TESTIMONIO PERSONAL

El Jefe, el partido y la fiesta de la fraternidad

Avanzar en medio de cartelones, entusiasmos indescriptibles y una muchedumbre enfervorizada que aclama un nombre compuesto, pudiera parecer complicado entre los cinco o seis años de edad, sin embargo, no lo fue, constituyó una experiencia única que registro en mi mente como un sello imborrable que me acompaña por toda la vida.

Repetida anualmente, el 22 de febrero es una fiesta de toda la familia, constituye una expresión precedida de actividades y recuerdos que hablan de una forma de vivir el amor por la patria e identificarnos con un legado ciudadano que para algunos sigue siendo incomprensible, a pesar de su evidente contenido nacionalista vividas en esas inacabables noches de entusiasmo popular, en medio de la parafernalia, alegría y el chifa de medianoche, en el que los comentarios exaltaban la impresionante multitud, el discurso del Jefe y la grandeza de nuestro partido.
De las históricas crayolas con las que dejamos constancia de nuestra militancia en baños, teléfonos públicos y señales de tránsito, pasamos a las fogatas de los cerros, el estallar uniforme y simultáneo de cohetones, la inscripción enorme en cuanta pared aparente se nos presentase, dando cuenta del valor de nuestra celebración y del cumpleaños de nuestro compañero Víctor Raúl Haya de la Torre.

Dio siempre lo mismo si fueron los obreros de la Universidad Popular, los delegados de la Federación de Estudiantes, las mujeres sin derechos civiles, los jóvenes o los campesinos quienes lo acompañaron en las horas fundacionales del aprismo, lo que nadie discute en que los extranjeros que lo acogieron en el exilio, las muchedumbres obreras que lo recibieron en 1931 cuando volvió del exilio, los compañeros por miles en la prisión, los que entregaron sus vidas por él y su causa, los que recobraron las libertades en las primaveras democráticas, o las familias que se reencontraron en tiempos de paz; todos, siempre, hicieron un alto cada 22 de febrero para extender su brazo fraterno para la unidad nacional en nombre Haya de la Torre o su sinónimo más común, la Fraternidad.

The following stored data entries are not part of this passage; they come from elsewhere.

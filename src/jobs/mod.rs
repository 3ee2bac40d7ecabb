//! Background recalculation of enrolments.

pub use self::course::CourseCalculationJob;
pub use self::learner::LearnerCalculationJob;
pub use self::mq::{JobTransport, QueuedTask, Task, TaskQueue};
pub use self::scheduler::{JobOutcome, JobScheduler};

pub mod course;
pub mod learner;
pub mod mq;
pub mod scheduler;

En Villa Mercedes, su casa ubicada en el populoso distrito de Vitarte en Lima, o en el hogar de cada uno de los apristas, nuestra natividad no fue nunca un ensalzamiento de la vanidad humana o la simple celebración del onomástico del hombre, fue la expresión popular de la reafirmación de nuestra hermandad, de nuestro sentimiento de solidaridad y de ese estupendo momento para una tregua y para la paz que logró convertir “el día aprista de la fraternidad” en una fiesta de hermandad de todos los peruanos de buena voluntad.

Milito en el APRA desde mi infancia más lejana y declaro, por tanto, que soy hijo de la fraternidad, que es sentimiento e identificación con los valores más entrañables de nuestra nacionalidad. Fui educado en el amor al Perú, al partido, a sus mártires, sus líderes y su historia, no sólo porque ellos representan la entrega a una causa justa, sino porque existe la necesidad de sembrar valores que hagan de nuestra convivencia ciudadana, una posibilidad de forjar una verdadera unidad nacional.

Por eso, cada año, en cada hogar aprista por pequeño o humilde que sea, en cada institución fraterna dirigida por compañeros y en cada pueblo, se ha hecho una sana costumbre recordar el cumpleaños del Jefe del Partido -en legalidad o clandestinidad-, para aportar ideas en torno a la nación libre, culta y justa que proclamaron los iniciados en las tareas de burilar piedras convertidas en obras de perfeccionamiento humano para el bien común.

En un país fraccionado como el nuestro, los pueblos se siguen reuniendo tras costumbres, sentimientos o ideales que forjan el folclore popular donde prevalece el amor por lo nuestro. Nuestra Fraternidad por eso, dejó de ser exclusiva y se convirtió hace ya muchos años, en un estupendo pretexto para la concordia y la unidad entre todos los peruanos.

No sé cuántas veces acompañé la fiesta de la fraternidad, sólo recuerdo que tuve el privilegio de estar al lado de un gigante, que llegué esperando verlo y al escuchar su voz, con sólo su voz, un hálito de fortaleza me llenó de aliento y esperanza por mi patria. Gocé de su atención y afecto, y desde entonces, levanté la mano izquierda en señal de identificación gritando hasta el cansancio su nombre compuesto. Victor Raul es el mismo grito que mi familia comparte desde hace cuatro generaciones y que ahora, con orgullo, mis hijos preservarán en adelante.